Sambil melajukan kemudi untuk keluar dari pelataran parkir, Sierra merasa tidak nyaman dan begitu canggung saat ini. Tangannya mencengkeram setir dengan kuat, hingga berkeringat karena gugup. Ah, inikah rasanya menunggu jawaban yang tidak sesuai harapan? Batinnya kesal.
"Ra," panggil Dimas pelan.
Deg! Degup jantung Sierra semakin bergemuruh hebat di dalam, tanda peringatan sudah diberi secara terang-terangan, dan membuatnya semakin kelimpungan.
"Ya?" balas Sierra lirih.
"Kenapa hari ini nggak ada kabar? Biasanya, kamu akan kirim chat ke saya," tanya Dimas dengan nada yang semakin pelan.
Eh?
"Mmmm, tadi pagi kesiangan, trus ada banyak kerjaan," bohong Sierra, meski sebenarnya dia sudah terlanjur takut untuk memulai karena tidak mendapat tanggapan seperti kemarin. Entah kemana rasa percaya dirinya selama ini ketika berhadapan dengan Dimas sekarang.

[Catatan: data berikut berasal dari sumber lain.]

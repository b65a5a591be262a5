//! Rectangular views of the result rows
//!
//! Every row type has a fixed, named column order. Values are flattened to
//! text, a number, or blank; nothing nested ever reaches an exporter.

use crate::output::traits::Record;
use crate::state::{AssetRow, ContentRow, FileSize, LinkStatus, LinkStatusRow, PageRow};
use serde::Serialize;
use serde_json::Value;

/// A single table cell
#[derive(Debug, Clone, PartialEq, Serialize)]
#[serde(untagged)]
pub enum Cell {
    Text(String),
    Number(f64),
    Blank,
}

impl Cell {
    fn text(value: &str) -> Self {
        Self::Text(value.to_string())
    }

    fn optional_text(value: Option<&str>) -> Self {
        match value {
            Some(v) if !v.is_empty() => Self::text(v),
            _ => Self::Blank,
        }
    }

    fn optional_number(value: Option<f64>) -> Self {
        value.map_or(Self::Blank, Self::Number)
    }

    /// JSON value used in records; non-finite numbers become null
    pub fn to_value(&self) -> Value {
        match self {
            Self::Text(text) => Value::String(text.clone()),
            Self::Number(n) => serde_json::Number::from_f64(*n).map_or(Value::Null, Value::Number),
            Self::Blank => Value::Null,
        }
    }
}

/// A row type with a fixed column layout
pub trait TabularRow {
    /// Table name used by exporters and record stores
    const TABLE: &'static str;

    /// Column names in output order
    const COLUMNS: &'static [&'static str];

    /// Columns identifying a row for create-or-update
    const KEY_COLUMNS: &'static [&'static str];

    /// Cell values, one per column in [`Self::COLUMNS`] order
    fn cells(&self) -> Vec<Cell>;

    /// The row as a field→value record
    fn to_record(&self) -> Record {
        Self::COLUMNS
            .iter()
            .zip(self.cells())
            .map(|(column, cell)| (column.to_string(), cell.to_value()))
            .collect()
    }
}

impl TabularRow for PageRow {
    const TABLE: &'static str = "Pages";
    const COLUMNS: &'static [&'static str] = &["URL", "Title", "Screenshot URL", "Audited At"];
    const KEY_COLUMNS: &'static [&'static str] = &["URL"];

    fn cells(&self) -> Vec<Cell> {
        vec![
            Cell::text(&self.url),
            Cell::optional_text(self.title.as_deref()),
            Cell::optional_text(self.screenshot_url.as_deref()),
            Cell::text(&self.audited_at),
        ]
    }
}

impl TabularRow for ContentRow {
    const TABLE: &'static str = "Content";
    const COLUMNS: &'static [&'static str] = &[
        "URL",
        "Block Name",
        "Instance ID",
        "Component",
        "Value",
        "HTML Element",
        "CSS Classes",
        "Readability Score",
        "Grade Level",
    ];
    const KEY_COLUMNS: &'static [&'static str] = &["URL", "Instance ID", "Component"];

    fn cells(&self) -> Vec<Cell> {
        vec![
            Cell::text(&self.url),
            Cell::text(&self.block_name),
            Cell::text(&self.instance_id),
            Cell::text(&self.component_name),
            Cell::text(&self.value),
            Cell::text(&self.source_element_tag),
            Cell::optional_text(Some(self.css_classes.as_str())),
            Cell::optional_number(self.readability_score),
            Cell::optional_number(self.grade_level),
        ]
    }
}

impl TabularRow for AssetRow {
    const TABLE: &'static str = "Assets";
    const COLUMNS: &'static [&'static str] = &[
        "Source Page",
        "Asset URL",
        "Asset Type",
        "Link Text / Alt Text",
        "File Size (KB)",
    ];
    const KEY_COLUMNS: &'static [&'static str] = &["Source Page", "Asset URL"];

    fn cells(&self) -> Vec<Cell> {
        let size = match self.file_size {
            FileSize::Kilobytes(kb) => Cell::Number(kb),
            other => Cell::Text(other.to_string()),
        };

        vec![
            Cell::text(&self.source_page_url),
            Cell::text(&self.asset_url),
            Cell::text(&self.asset_type),
            Cell::optional_text(Some(self.link_text.as_str())),
            size,
        ]
    }
}

impl TabularRow for LinkStatusRow {
    const TABLE: &'static str = "Links";
    const COLUMNS: &'static [&'static str] = &[
        "Source Page",
        "Linked URL",
        "Status Code",
        "Block Name",
        "Component",
    ];
    const KEY_COLUMNS: &'static [&'static str] = &["Source Page", "Linked URL"];

    fn cells(&self) -> Vec<Cell> {
        let status = match &self.status {
            LinkStatus::Http(code) => Cell::Number(f64::from(*code)),
            other => Cell::Text(other.to_string()),
        };

        vec![
            Cell::text(&self.source_page_url),
            Cell::text(&self.linked_url),
            status,
            Cell::optional_text(self.block_name.as_deref()),
            Cell::optional_text(self.component_name.as_deref()),
        ]
    }
}

/// A named rectangular table
#[derive(Debug, Clone, PartialEq, Serialize)]
pub struct Table {
    pub name: String,
    pub columns: Vec<String>,
    pub rows: Vec<Vec<Cell>>,
}

impl Table {
    pub fn from_rows<R: TabularRow>(rows: &[R]) -> Self {
        Self {
            name: R::TABLE.to_string(),
            columns: R::COLUMNS.iter().map(|c| c.to_string()).collect(),
            rows: rows.iter().map(|row| row.cells()).collect(),
        }
    }

    pub fn len(&self) -> usize {
        self.rows.len()
    }

    pub fn is_empty(&self) -> bool {
        self.rows.is_empty()
    }
}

Dimas terdiam dan tidak bertanya lagi, membuat Sierra semakin gugup tidak karuan. Jujur saja, dia tidak tahu harus kemana setelah keluar dari area perkantoran. Tanpa arah tujuan, Sierra melajukan kemudi dengan jalan lurus saja, dan berhenti jika ada lampu merah.

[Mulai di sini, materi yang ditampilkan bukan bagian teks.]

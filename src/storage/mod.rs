//! Storage module for persisting batch progress
//!
//! This module handles all database operations for the auditor, including:
//! - SQLite database initialization and schema management
//! - Atomic per-URL commits of audit rows
//! - Failure tracking for retry in a resumed run
//! - Run tracking and resumption support

mod schema;
mod sqlite;
mod traits;

pub use sqlite::SqliteStorage;
pub use traits::{Storage, StorageError, StorageResult};

use crate::state::BatchStatus;
use std::path::Path;

/// Initializes or opens a storage database
///
/// Parent directories are created when missing.
pub fn open_storage(path: &Path) -> StorageResult<SqliteStorage> {
    if let Some(parent) = path.parent().filter(|p| !p.as_os_str().is_empty()) {
        std::fs::create_dir_all(parent)?;
    }
    SqliteStorage::new(path)
}

/// Represents a batch run
#[derive(Debug, Clone)]
pub struct RunRecord {
    pub id: i64,
    pub started_at: String,
    pub finished_at: Option<String>,
    pub mapping_hash: String,
    pub status: BatchStatus,
    pub processed_count: usize,
    pub failed_count: usize,
}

"Saya minta maaf jika saya terkesan nggak menghargai kamu, Ra," ucap Dimas memulai pembicaraan.
"A-Apa?" tanya Sierra gelagapan, berusaha fokus pada kemudi yang dijalankan.
"Soal kemarin," jawab Dimas tenang.
"Oh," hanya itu respon yang bisa diberikan Sierra saat ini, sebab dia tidak tahu apa yang harus dibalasnya.
Jeda sejenak. Baik Dimas dan Sierra sama-sama terdiam untuk sibuk dalam pikirannya masing-masing. Sierra menghela napas dan merasa bodoh dengan kecanggungan yang dia ciptakan sendiri. Oleh karena itu, dia merasa perlu memperbaiki situasi saat ini.
"Mmm, aku juga perlu minta maaf karena..."
"Sori, boleh saya potong sebentar," sela Dimas cepat, saat Sierra hendak menyampaikan maksudnya.
Mengerjap cemas, Sierra hanya mampu menganggukkan kepala dengan tatapan lurus ke depan, tidak berani menoleh pada Dimas yang sudah menatapnya sedaritadi.
"Jujur aja, saya kaget waktu kamu minta saya jadi pacar kamu," ucap Dimas pelan.
"Kenapa kaget?" tanya Sierra spontan, lalu memberanikan diri untuk menoleh, dan kembali menatap ke depan, berusaha fokus untuk melajukan kemudinya.
Dimas tersenyum. "Saya nggak percaya kalau kamu tertarik dengan saya. Maksudnya, saya masih baru dalam hal apapun, yaitu karir dan hubungan spesial seperti ini."
"Nggak ada yang aneh kalo aku tertarik sama kamu," balas Sierra langsung.
"Kenapa?"
"Karena kamu memang menarik."
"Menarik?"
"Iya. Buatku, kamu itu lucu, polos, apa adanya, dan nggak jaim."
"Sekalipun saya baru memulai karir dan..."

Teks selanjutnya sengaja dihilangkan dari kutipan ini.